Private clinic to offer care for $2,900 per year

Alberta's health minister says he's not concerned that another private clinic is setting up shop in Calgary this fall.

Alberta's health minister says he's not concerned that another private clinic is setting up shop in Calgary this fall.

The Copeman Healthcare Centre plans to open a medical facility with labs, fitness assessments, a rehabilitation centre, and an "advanced preventive cardiology clinic" on Sept. 8 at 5th Street and 12th Avenue S.W.

For a fee of $3,900 in the first year, and $2,900 every year after, patients get a health plan designed by a health-care team that includes doctors, nurses, registered dieticians and kinesiologists.

Patients can see a family physician at the clinic for a service covered under medicare, which is then billed to the government.

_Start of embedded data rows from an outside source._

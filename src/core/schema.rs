//! 行类型定义
//!
//! 表达式节点输出的行类型：有序的命名字段列表，创建后不可变。

use serde::{Deserialize, Serialize};
use std::fmt;
use std::sync::Arc;

/// 字段数据类型
#[derive(Debug, Clone, Copy, PartialEq, Eq, Hash, Serialize, Deserialize)]
pub enum DataType {
    Bool,
    Int,
    BigInt,
    Double,
    Decimal,
    Varchar,
    Date,
    Timestamp,
    Any,
}

impl fmt::Display for DataType {
    fn fmt(&self, f: &mut fmt::Formatter<'_>) -> fmt::Result {
        let name = match self {
            DataType::Bool => "BOOLEAN",
            DataType::Int => "INTEGER",
            DataType::BigInt => "BIGINT",
            DataType::Double => "DOUBLE",
            DataType::Decimal => "DECIMAL",
            DataType::Varchar => "VARCHAR",
            DataType::Date => "DATE",
            DataType::Timestamp => "TIMESTAMP",
            DataType::Any => "ANY",
        };
        write!(f, "{}", name)
    }
}

#[derive(Debug, Clone, PartialEq, Eq, Hash, Serialize, Deserialize)]
pub struct Field {
    pub name: String,
    pub data_type: DataType,
    pub nullable: bool,
}

impl Field {
    pub fn new(name: impl Into<String>, data_type: DataType) -> Self {
        Self {
            name: name.into(),
            data_type,
            nullable: true,
        }
    }

    pub fn not_null(mut self) -> Self {
        self.nullable = false;
        self
    }
}

/// 行类型
///
/// 节点之间共享，使用 `Arc` 避免在复制节点时重复分配。
#[derive(Debug, Clone, PartialEq, Eq, Hash, Default, Serialize, Deserialize)]
pub struct RowType {
    fields: Vec<Field>,
}

pub type RowTypeRef = Arc<RowType>;

impl RowType {
    pub fn new(fields: Vec<Field>) -> Self {
        Self { fields }
    }

    pub fn empty() -> Self {
        Self::default()
    }

    /// 便捷构造：(名称, 类型) 列表
    pub fn of(fields: &[(&str, DataType)]) -> Self {
        Self::new(
            fields
                .iter()
                .map(|(name, data_type)| Field::new(*name, *data_type))
                .collect(),
        )
    }

    pub fn fields(&self) -> &[Field] {
        &self.fields
    }

    pub fn field_count(&self) -> usize {
        self.fields.len()
    }

    pub fn field(&self, index: usize) -> Option<&Field> {
        self.fields.get(index)
    }

    pub fn field_names(&self) -> Vec<&str> {
        self.fields.iter().map(|f| f.name.as_str()).collect()
    }

    /// 拼接两个行类型（连接节点的输出）
    pub fn concat(&self, other: &RowType) -> RowType {
        let mut fields = self.fields.clone();
        fields.extend(other.fields.iter().cloned());
        RowType::new(fields)
    }

    /// 判断两个行类型在字段数量和类型上是否一致（忽略字段名和可空性）
    ///
    /// 等价表达式只要求类型兼容，规则改写后字段名可能不同。
    pub fn is_equivalent(&self, other: &RowType) -> bool {
        self.fields.len() == other.fields.len()
            && self
                .fields
                .iter()
                .zip(other.fields.iter())
                .all(|(a, b)| a.data_type == b.data_type)
    }
}

impl fmt::Display for RowType {
    fn fmt(&self, f: &mut fmt::Formatter<'_>) -> fmt::Result {
        write!(f, "RecordType(")?;
        for (i, field) in self.fields.iter().enumerate() {
            if i > 0 {
                write!(f, ", ")?;
            }
            write!(f, "{} {}", field.data_type, field.name)?;
        }
        write!(f, ")")
    }
}

#[cfg(test)]
mod tests {
    use super::*;

    #[test]
    fn test_row_type_concat() {
        let left = RowType::of(&[("id", DataType::Int)]);
        let right = RowType::of(&[("name", DataType::Varchar), ("age", DataType::Int)]);
        let joined = left.concat(&right);
        assert_eq!(joined.field_count(), 3);
        assert_eq!(joined.field_names(), vec!["id", "name", "age"]);
    }

    #[test]
    fn test_row_type_equivalence_ignores_names() {
        let a = RowType::of(&[("a", DataType::Int), ("b", DataType::Varchar)]);
        let b = RowType::of(&[("x", DataType::Int), ("y", DataType::Varchar)]);
        let c = RowType::of(&[("x", DataType::Int)]);
        assert!(a.is_equivalent(&b));
        assert!(!a.is_equivalent(&c));
    }

    #[test]
    fn test_row_type_display() {
        let row_type = RowType::of(&[("id", DataType::BigInt)]);
        assert_eq!(row_type.to_string(), "RecordType(BIGINT id)");
    }
}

The clinics don't contravene the Canada Health Act because they don't charge patients for medically necessary services, said CEO Don Copeman.

The centre opened its first clinic in Vancouver in November 2007 to criticism that the annual fees buy special access to doctors.

An audit of the Vancouver clinic by B.C.'s Medical Services Commission found it did not violate any provincial or federal laws because it was not charging extra for enhanced services.

No Alberta review of clinic

"The findings were that there was no contravention of the Canada Health Act so I wouldn't be proposing to do any kind of review," Alberta Health Minister Ron Liepert said Wednesday.

There should be little need for such clinics if Alberta makes necessary changes to its publicly funded health-care system, he said.

Liepert introduced plans Wednesday to overhaul regional health boards and authorities as a part of changes to make Alberta's medicare more accessible and accountable.

The minister's hands-off reaction to the clinic did not impress Avalon Roberts, a Calgary spokeswoman of Friends of Medicare.

"Is this really the way we want to go, where people who have an extra $3,000 to spend can go to the front of the line and everybody else can fall where they may?" Roberts said.

"Really, what we need to do, which must be emphasized again and again, is to educate enough of our own young people to provide the care that we need."

Non-members must have access to doctors

Similar clinics have been operating in Calgary. Alberta's College of Physicians and Surgeons ruled two years ago that they cannot charge patients for services covered by medicare.

Spokeswoman Kelly Eby said the college is checking that Copeman meets basic rules, such as allowing people who do not pay the membership fee to access the clinic's doctors. 
 
"Physicians are not allowed to charge a fee for simply being available to patients," she told CBC News. "If the fee isn't mandatory, then it's OK, but if the clinic won't accept patients who are unwilling to sign up for all of the uninsured services then that's not OK."

Copeman's expansion plans include a Toronto location in 2009 and eventually, nine other clinics across Canada.